Each of us brought two towels, one to sit on, and one to dry off after the sweat lodge. I had picked out a loose-fitting tank top and running shorts to wear. Having only met my fellow retreatants that day or the night before, I wondered nervously who, if any, would bare all. With the stones ready and lodge prepared, our lanky facilitator dropped his pants before stripping off his shirt. We're outdoors under a fantastic canopy of trees and one by one - all ten of my fellow lodge-sitters, nine men and one other woman - slowly remove every bit of their clothing canopies. Every. Single. Piece.

Except me. The awkwardness of the situation was highlighted as I stood in black shorts and an aqua top, amongst their gleaming white bodies, averting my gaze, trying to mask my inner freak out. "Seriously? Seriously???," my inner voice groaned. 

Around age four I got my first pair of glasses. At the time it was a badge of honor - I finally fit in with the rest of my bespectacled family. In my youth and adulthood it proved to be annoying, even with contact lenses. This night though, it was a godsend. Asking the guy next to me, who had done this ritual many times, whether or not I should bring my glasses into the lodge, I heard the wonderful words "that would not be a good idea."  I removed them, which now meant that I was almost blind and slightly panicked about stubbing a toe or falling in the fire, but, hey, I couldn't see! Granted, no one else would know I was almost blind, thus I realized that I needed to work on not staring directionless, lest I appear to be checking out someone's plumbing.

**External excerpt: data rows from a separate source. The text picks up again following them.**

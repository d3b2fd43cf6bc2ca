//! Medir CLI: coverage measurement over benchmark suites.
//!
//! ## Usage
//!
//! ```bash
//! medir -c suite.json -b out/                 # one run per benchmark
//! medir -c suite.json -b out/ -r 5 -t 10      # 5 runs, 10s per test
//! medir -c suite.json -b out/ --detailed      # method-level reports
//! ```

use clap::Parser;
use console::style;
use medir_cli::{run_suite, Cli};
use std::process::ExitCode;
use tracing_subscriber::EnvFilter;

fn main() -> ExitCode {
    let cli = Cli::parse();
    init_tracing(cli.verbose);

    match run_suite(&cli) {
        Ok(()) => ExitCode::SUCCESS,
        Err(e) => {
            eprintln!("{} {e}", style("error:").red().bold());
            ExitCode::FAILURE
        }
    }
}

fn init_tracing(verbose: u8) {
    let default_filter = match verbose {
        0 => "info",
        1 => "debug",
        _ => "trace",
    };
    let filter =
        EnvFilter::try_from_default_env().unwrap_or_else(|_| EnvFilter::new(default_filter));
    tracing_subscriber::fmt()
        .with_env_filter(filter)
        .with_writer(std::io::stderr)
        .init();
}
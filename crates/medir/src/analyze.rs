//! Trace analysis.
//!
//! Reduces a session's [`ExecutionTrace`] plus one ORIGINAL unit image
//! into class- and method-level counters. The analyzer recomputes the same
//! sequential probe assignment the instrumenter used, joins it with the
//! recorded hit vector, and attributes instruction/branch/line/complexity
//! weights to covered blocks.
//!
//! Method reports exist only for members actually observed in the trace;
//! untouched methods still contribute to the class totals but get no
//! zero-filled child report.

use crate::image::{ImageError, MethodImage, UnitImage};
use crate::index::MemberIndex;
use crate::report::{
    ClassCoverage, Counter, CounterKind, CounterSet, MethodCoverage, TestOutcome,
};
use crate::trace::ExecutionTrace;
use std::collections::BTreeSet;
use thiserror::Error;

/// Errors raised while analyzing one unit. Skips that unit's counters only.
#[derive(Debug, Error)]
pub enum AnalysisError {
    /// The original bytes are not a valid unit image.
    #[error("malformed unit `{unit}`: {source}")]
    Image {
        /// Unit name.
        unit: String,
        /// Underlying error.
        #[source]
        source: ImageError,
    },

    /// Analysis must run against pre-instrumentation bytes.
    #[error("unit `{unit}` is instrumented; analysis needs the original bytes")]
    Instrumented {
        /// Unit name.
        unit: String,
    },

    /// The trace's hit vector disagrees with the unit's probe sites.
    #[error("trace for `{unit}` has {recorded} probes, image has {expected}")]
    ProbeMismatch {
        /// Unit name.
        unit: String,
        /// Probe sites computed from the image.
        expected: u32,
        /// Probe slots recorded in the trace.
        recorded: u32,
    },
}

/// Analyzes one session's trace against original unit images.
pub struct TraceAnalyzer<'a> {
    trace: &'a ExecutionTrace,
    index: &'a dyn MemberIndex,
}

impl std::fmt::Debug for TraceAnalyzer<'_> {
    fn fmt(&self, f: &mut std::fmt::Formatter<'_>) -> std::fmt::Result {
        f.debug_struct("TraceAnalyzer")
            .field("session_id", &self.trace.session_id())
            .finish_non_exhaustive()
    }
}

struct MethodCounters {
    counters: CounterSet,
    observed: bool,
}

impl<'a> TraceAnalyzer<'a> {
    /// Create an analyzer over `trace`, labeling members through `index`.
    #[must_use]
    pub fn new(trace: &'a ExecutionTrace, index: &'a dyn MemberIndex) -> Self {
        Self { trace, index }
    }

    /// Analyze one original unit, attaching `outcome` to every report.
    pub fn analyze_unit(
        &self,
        name: &str,
        original: &[u8],
        outcome: TestOutcome,
    ) -> Result<ClassCoverage, AnalysisError> {
        let image = UnitImage::decode(original).map_err(|source| AnalysisError::Image {
            unit: name.to_string(),
            source,
        })?;
        if image.instrumented {
            return Err(AnalysisError::Instrumented {
                unit: image.name.clone(),
            });
        }

        let hits = match self.trace.hits(&image.name) {
            Some(unit_hits) => {
                let recorded = unit_hits.hits.len() as u32;
                let expected = image.probe_sites();
                if recorded != expected {
                    return Err(AnalysisError::ProbeMismatch {
                        unit: image.name.clone(),
                        expected,
                        recorded,
                    });
                }
                Some(unit_hits.hits.as_slice())
            }
            None => None,
        };

        let mut class = ClassCoverage::new(image.name.clone(), CounterSet::empty(), outcome);
        let bases = image.probe_bases();
        let mut totals = RawSet::default();

        for (method, base) in image.methods.iter().zip(bases) {
            if method.blocks.is_empty() {
                continue;
            }
            let method_hits = hits.map(|h| &h[base as usize..base as usize + method.blocks.len()]);
            let analyzed = analyze_method(method, method_hits);
            totals.add(&analyzed.counters);
            if analyzed.observed {
                let label = self
                    .index
                    .method_label(&image.name, &method.name, &method.descriptor)
                    .unwrap_or_else(|| format!("{}::{}", image.name, method.name));
                class
                    .methods
                    .insert(MethodCoverage::new(label, analyzed.counters, outcome));
            }
        }

        class.counters = totals.into_counters();
        Ok(class)
    }
}

#[derive(Default)]
struct RawSet {
    covered: [u32; 4],
    total: [u32; 4],
}

impl RawSet {
    fn add(&mut self, set: &CounterSet) {
        for (i, counter) in set.iter().enumerate() {
            self.covered[i] += counter.covered;
            self.total[i] += counter.total;
        }
    }

    fn into_counters(self) -> CounterSet {
        CounterSet {
            instructions: Counter::new(CounterKind::Instruction, self.covered[0], self.total[0]),
            branches: Counter::new(CounterKind::Branch, self.covered[1], self.total[1]),
            lines: Counter::new(CounterKind::Line, self.covered[2], self.total[2]),
            complexity: Counter::new(CounterKind::Complexity, self.covered[3], self.total[3]),
        }
    }
}

fn analyze_method(method: &MethodImage, hits: Option<&[bool]>) -> MethodCounters {
    let mut instr_total = 0u32;
    let mut instr_covered = 0u32;
    let mut branch_total = 0u32;
    let mut branch_covered = 0u32;
    let mut lines_total = BTreeSet::new();
    let mut lines_covered = BTreeSet::new();
    // Cyclomatic complexity in decision-point form: one path plus one per
    // extra branch edge.
    let mut decisions_total = 0u32;
    let mut decisions_covered = 0u32;
    let mut observed = false;

    for (i, block) in method.blocks.iter().enumerate() {
        let hit = hits.is_some_and(|h| h[i]);
        let extra_edges = u32::from(block.branches.max(1)) - 1;

        instr_total += u32::from(block.instructions);
        branch_total += u32::from(block.branches);
        lines_total.insert(block.line);
        decisions_total += extra_edges;

        if hit {
            observed = true;
            instr_covered += u32::from(block.instructions);
            branch_covered += u32::from(block.branches);
            lines_covered.insert(block.line);
            decisions_covered += extra_edges;
        }
    }

    let complexity_total = 1 + decisions_total;
    let complexity_covered = if observed { 1 + decisions_covered } else { 0 };

    MethodCounters {
        counters: CounterSet {
            instructions: Counter::new(CounterKind::Instruction, instr_covered, instr_total),
            branches: Counter::new(CounterKind::Branch, branch_covered, branch_total),
            lines: Counter::new(
                CounterKind::Line,
                lines_covered.len() as u32,
                lines_total.len() as u32,
            ),
            complexity: Counter::new(CounterKind::Complexity, complexity_covered, complexity_total),
        },
        observed,
    }
}
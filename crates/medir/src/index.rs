//! Member-name resolution for report labeling.
//!
//! The engine performs no static analysis of its own; it only asks an
//! external structural index to turn `(unit, method, descriptor)` into a
//! resolved member label for method-level reports. [`ImageIndex`] is the
//! bundled implementation, built by scanning unit-image roots.

use crate::image::UnitImage;
use crate::loader::unit_name_from;
use std::collections::HashMap;
use std::fs;
use std::path::Path;
use tracing::debug;

/// Structural unit/member index keyed by fully-qualified name.
pub trait MemberIndex: Send + Sync {
    /// Resolved label for a member, or `None` when the index does not
    /// know it.
    fn method_label(&self, unit: &str, method: &str, descriptor: &str) -> Option<String>;
}

/// Index that resolves nothing; reports fall back to `unit::method`.
#[derive(Debug, Default)]
pub struct NullIndex;

impl MemberIndex for NullIndex {
    fn method_label(&self, _unit: &str, _method: &str, _descriptor: &str) -> Option<String> {
        None
    }
}

/// Member index built from unit images found under one or more roots.
#[derive(Debug, Default)]
pub struct ImageIndex {
    labels: HashMap<(String, String, String), String>,
}

impl ImageIndex {
    /// An empty index.
    #[must_use]
    pub fn new() -> Self {
        Self::default()
    }

    /// Scan `roots` for unit images, recording one label per member.
    ///
    /// Unreadable or malformed files are skipped; the index is advisory.
    #[must_use]
    pub fn scan(roots: &[&Path]) -> Self {
        let mut index = Self::new();
        for root in roots {
            index.scan_dir(root, root);
        }
        index
    }

    fn scan_dir(&mut self, base: &Path, dir: &Path) {
        let Ok(entries) = fs::read_dir(dir) else {
            return;
        };
        for entry in entries.flatten() {
            let path = entry.path();
            if path.is_dir() {
                self.scan_dir(base, &path);
            } else if unit_name_from(&path, base).is_some() {
                if let Ok(bytes) = fs::read(&path) {
                    match UnitImage::decode(&bytes) {
                        Ok(image) => self.record(&image),
                        Err(error) => {
                            debug!(path = %path.display(), %error, "skipping unreadable image");
                        }
                    }
                }
            }
        }
    }

    /// Record every member of `image`.
    pub fn record(&mut self, image: &UnitImage) {
        for method in &image.methods {
            self.labels.insert(
                (
                    image.name.clone(),
                    method.name.clone(),
                    method.descriptor.clone(),
                ),
                format!("{}::{}{}", image.name, method.name, method.descriptor),
            );
        }
    }

    /// Number of indexed members.
    #[must_use]
    pub fn len(&self) -> usize {
        self.labels.len()
    }

    /// Whether the index is empty.
    #[must_use]
    pub fn is_empty(&self) -> bool {
        self.labels.is_empty()
    }
}

impl MemberIndex for ImageIndex {
    fn method_label(&self, unit: &str, method: &str, descriptor: &str) -> Option<String> {
        self.labels
            .get(&(unit.to_string(), method.to_string(), descriptor.to_string()))
            .cloned()
    }
}
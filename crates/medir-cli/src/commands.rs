//! Command-line arguments.

use clap::Parser;
use std::path::PathBuf;

/// Measure coverage of generated test suites over a benchmark collection.
#[derive(Debug, Parser)]
#[command(name = "medir", version, about)]
pub struct Cli {
    /// Path to the benchmark suite definition (JSON).
    #[arg(short = 'c', long = "config")]
    pub config: PathBuf,

    /// Base directory session trees are created under.
    #[arg(short = 'b', long = "base-dir")]
    pub base_dir: PathBuf,

    /// Extra unit-image roots shared by every benchmark (runtime and
    /// test-framework dependencies).
    #[arg(short = 'd', long = "deps", num_args = 1..)]
    pub deps: Vec<PathBuf>,

    /// Number of measurement runs per benchmark.
    #[arg(short = 'r', long = "runs", default_value_t = 1)]
    pub runs: u32,

    /// Per-test deadline in seconds; the engine default applies when
    /// omitted.
    #[arg(short = 't', long = "timeout")]
    pub timeout: Option<u64>,

    /// External compiler command for generated test sources; compilation
    /// is skipped when omitted.
    #[arg(long = "compiler", env = "MEDIR_COMPILER")]
    pub compiler: Option<String>,

    /// Render method-level detail in reports.
    #[arg(long = "detailed")]
    pub detailed: bool,

    /// Increase log verbosity (repeatable).
    #[arg(short = 'v', long = "verbose", action = clap::ArgAction::Count)]
    pub verbose: u8,
}

#[cfg(test)]
mod tests {
    use super::*;

    #[test]
    fn minimal_invocation_parses_with_defaults() {
        let cli = Cli::parse_from(["medir", "-c", "suite.json", "-b", "/tmp/out"]);
        assert_eq!(cli.runs, 1);
        assert_eq!(cli.timeout, None);
        assert!(cli.deps.is_empty());
        assert!(!cli.detailed);
    }

    #[test]
    fn full_invocation_parses_every_option() {
        let cli = Cli::parse_from([
            "medir",
            "--config",
            "suite.json",
            "--base-dir",
            "/tmp/out",
            "--deps",
            "/deps/testkit",
            "/deps/rt",
            "--runs",
            "3",
            "--timeout",
            "10",
            "--compiler",
            "suitec",
            "--detailed",
            "-vv",
        ]);
        assert_eq!(cli.deps.len(), 2);
        assert_eq!(cli.runs, 3);
        assert_eq!(cli.timeout, Some(10));
        assert_eq!(cli.compiler.as_deref(), Some("suitec"));
        assert!(cli.detailed);
        assert_eq!(cli.verbose, 2);
    }
}
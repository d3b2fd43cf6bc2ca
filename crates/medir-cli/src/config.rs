//! Benchmark suite definitions.
//!
//! A suite is a JSON document mapping benchmark names to tasks: where the
//! target program's compiled units live, extra classpath roots, and which
//! classes to measure.

use crate::error::{CliError, CliResult};
use serde::{Deserialize, Serialize};
use std::collections::BTreeMap;
use std::fs;
use std::path::{Path, PathBuf};

/// One benchmark target.
#[derive(Debug, Clone, Serialize, Deserialize)]
pub struct BenchmarkTask {
    /// Directory holding the target program's compiled units.
    pub bin_dir: PathBuf,
    /// Extra unit roots the target depends on.
    #[serde(default)]
    pub class_path: Vec<PathBuf>,
    /// Fully-qualified names of the classes to measure.
    pub classes: Vec<String>,
}

/// A named collection of benchmark tasks.
#[derive(Debug, Clone, Serialize, Deserialize)]
pub struct BenchmarkSuite {
    /// Tasks by benchmark name; ordered for reproducible runs.
    pub benchmarks: BTreeMap<String, BenchmarkTask>,
}

impl BenchmarkSuite {
    /// Load a suite definition from `path`.
    pub fn load(path: &Path) -> CliResult<Self> {
        let text = fs::read_to_string(path)?;
        let suite: Self = serde_json::from_str(&text)?;
        if suite.benchmarks.is_empty() {
            return Err(CliError::Suite {
                path: path.to_path_buf(),
                message: "no benchmarks defined".to_string(),
            });
        }
        for (name, task) in &suite.benchmarks {
            if task.classes.is_empty() {
                return Err(CliError::Suite {
                    path: path.to_path_buf(),
                    message: format!("benchmark `{name}` lists no classes"),
                });
            }
        }
        Ok(suite)
    }

    /// Total number of sessions for `runs` runs per benchmark.
    #[must_use]
    pub fn session_count(&self, runs: u32) -> u64 {
        self.benchmarks.len() as u64 * u64::from(runs)
    }
}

Our facilitator - I'll call him Jim - got into the lodge and sat, spread-eagled, by the door. "Come on in," he said cheerily. I happened to be nearest the door, so I stooped, entered the lodge, and shuffled around the entire circle to be seated at Jim's right. In turn, everyone else paraded in around the pit, stooped and shuffling, to take the next spot in the circle. It was tight in there, and took effort to keep my bare knees from resting against the naked knees on either side of me, especially since it was total darkness when the blanket door-flap was closed during the ritual.

There were four rounds in total, some containing songs, some including dialogue and sharing. Each round took approximately 15 - 20 minutes (I think), with a break in between. During each break we had the option of shuffling out of the lodge to hose down and "expose" ourselves to the night air. With each round more rocks were added (by a naked participant with a pitch fork, if you can imagine that), more water was poured on, and it grew hotter and hotter. Near the end of round three I began to be concerned. My heart rate was rising higher than I am comfortable with, and I began to be light-headed. As the group entered into a song I did not know, my hand found Jim's shoulder and I leaned over to whisper that I needed to get out. Now. No one had yet needed to bail early during a round, and it felt like it took an enormous amount of inner strength to face the (self-constructed) embarrassment of exiting early. 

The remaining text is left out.